Census respondents in England and Wales have faced an impatient wait for the 2011 survey after the huge success of its prequel, “The 2001 Census of Kharadkum Forest,” which pitted residents of England and Wales against the evil necromancer Duke Hawkfist and his army of sylvan zombies.
Residents of Scotland and Northern Ireland were also required to combat the forces of evil.
Armed only with a pair of dice, a pencil and a sense of civic responsibility, residents joined the quest to record accurate population data and retrieve the Jewel of Ak’Akaar from the sorcerer’s clutches before his army of undead could be released on the 58,789,194 unsuspecting permanent residents of the UK.
The document was so popular that it spawned its own spin-off merchandise, including a Tamagotchi – which ‘died’ unless it was fed with precise demographic information – and a dedicated taskbar on Windows XP, which returned a series of unique Census-related error messages.
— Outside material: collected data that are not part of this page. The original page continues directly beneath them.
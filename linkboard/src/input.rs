use crate::model::{EdgeId, NodeId, VisualId};
use serde::{Deserialize, Serialize};

/// What the pointer was over when it went down.
#[derive(Clone, Copy, Debug, PartialEq, Eq, Serialize, Deserialize)]
#[serde(tag = "kind", content = "id", rename_all = "lowercase")]
pub enum PointerTarget {
    Canvas,
    Node(NodeId),
    Edge(EdgeId),
}

impl From<VisualId> for PointerTarget {
    fn from(v: VisualId) -> Self {
        match v {
            VisualId::Node(n) => PointerTarget::Node(n),
            VisualId::Edge(e) => PointerTarget::Edge(e),
        }
    }
}

#[derive(Clone, Copy, Debug, Default, PartialEq, Eq, Serialize, Deserialize)]
#[serde(default)]
pub struct Modifiers {
    pub ctrl: bool,
    pub shift: bool,
    pub alt: bool,
    pub meta: bool,
}

impl Modifiers {
    pub const CTRL: Modifiers = Modifiers { ctrl: true, shift: false, alt: false, meta: false };
}

#[derive(Clone, Debug, PartialEq, Serialize, Deserialize)]
#[serde(tag = "type", rename_all = "snake_case")]
pub enum InputEvent {
    PointerDown { x: f32, y: f32, target: PointerTarget },
    PointerMove { x: f32, y: f32 },
    PointerUp { x: f32, y: f32 },
    KeyDown { key: String, #[serde(default)] modifiers: Modifiers },
    /// Text committed by the label editing widget of a node.
    LabelInput { node: NodeId, text: String },
}

impl InputEvent {
    pub fn is_undo_chord(&self) -> bool {
        matches!(self, InputEvent::KeyDown { key, modifiers } if modifiers.ctrl && key.eq_ignore_ascii_case("z"))
    }
}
It was even referenced by Britney Spears in the video for I’m a Slave 4 U, where the singer is briefly seen assessing the number of habitable rooms in her permanent dwelling.
But the 2011 sequel seems doomed to failure after disappointed census fans pronounced it ‘a heap of boring shit’.
“Look at this,” says 22 year old unmarried English white student Calvin Leakey from Wakefield in West Yorkshire, opening the document and reading at random.
“‘Question 22 – What passports do you hold?’ I mean, what a fricking anticlimax. When I fill in a census, the least I expect is to be locked in a death-struggle with a Dwarvish wizard whose iron grip can only be broken if I can remember my UK Passport number. And the last four digits of my postcode.”
But census director Glen Watson says criticism of the questionnaire has been ‘blown out of proportion’ by what he describes as ‘a handful of bitter lunatics’.
“We have always been prepared to listen to constructive criticism,” he says.
“Everybody knows that we are experimenting with a number of new storylines this time, and they may take a while to get into.”
“But by the time you get to the bit where you stride into the Eagle’s Beak tavern with your sword drawn and have to give the full postal address of your main employer, you will be hooked.”